On Being Forced Against Your Will

What is best in Dungeon Mastering?

One navel gazing post on Friday is the deal, but Nooooooo. Stupid (but really brilliant and incredibly smart) Beedo (of Dreams in the Liche House) and Ckutalik (of Hill Cantons) want to ask questions about GM "Best Practices". Apparently someone works in corporate.

Also: This just happens to be something I know all the hell about.

Three "Best Practices"

1) The most important thing you can do as any kind of game master or designer is to NOT REMOVE PLAYER AGENCY.

Player agency is the single most important factor of a satisfying game.

I should point out that games that have little player agency (Cosmic Encounter for instance) can be quite fun. What they do not support is long term memorable campaigns.

What is player agency? Two things. Does the player have choices? and more importantly do those choices matter?

Walking down the hall and popped by a trap? No player agency if the trap was just checked for by some roll the players had no control over. Minimal player agency if the player could put points into a find traps/perception/spot skill. Great player agency, if all traps are visible, and the players have to make choices on how to bypass the traps. Examples of how to use player agency in play.

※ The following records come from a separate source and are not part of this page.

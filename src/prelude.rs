//! Commonly used items for convenient importing.
//!
//! # Usage
//!
//! ```rust
//! use causeway::prelude::*;
//!
//! fn parse_level(text: &str) -> causeway::Result<u8> {
//!     match text {
//!         "low" => Ok(1),
//!         "high" => Ok(9),
//!         other => bail!("unknown level {other:?}"),
//!     }
//! }
//!
//! assert_eq!(parse_level("high").unwrap(), 9);
//! assert!(parse_level("medium").is_err());
//! ```
//!
//! # What's Included
//!
//! - **[`Error`]**, **[`ErrorRef`]** and **[`Exception`]**: the error model
//! - **[`ResultExt`]** and **[`IntoErrorRef`]**: wrapping the error arm of a
//!   `Result` as the cause of a new error
//! - **[`error!`]**, **[`generic_error!`]** and **[`bail!`]**: macros for
//!   creating and returning errors

pub use crate::{
    Error, ErrorRef, Exception, bail, error, generic_error, into_error_ref::IntoErrorRef,
    result_ext::ResultExt,
};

Things that remove player agency. Fudging dice rolls. Using a magician's switch. Engaging in palette shifting. (see comments)

2) Remember that the point is to have fun. There are two key critical factors to this.
  • A) Fun does not mean that everything goes the party's way - sometimes it means bad things (including TPK's) happen, because things that are not guaranteed, like success, are important. And having the choice you make matter is fun.
  • B) Pay attention to what your party is asking, and do not shut them down. Don't say no, explain what that's going to take to do, or who they will have to talk with to find out what to do.

Again for emphasis.

Don't Say No.

Pay Attention to what your players are really asking for.

Give them everything they ask for, and three things they don't.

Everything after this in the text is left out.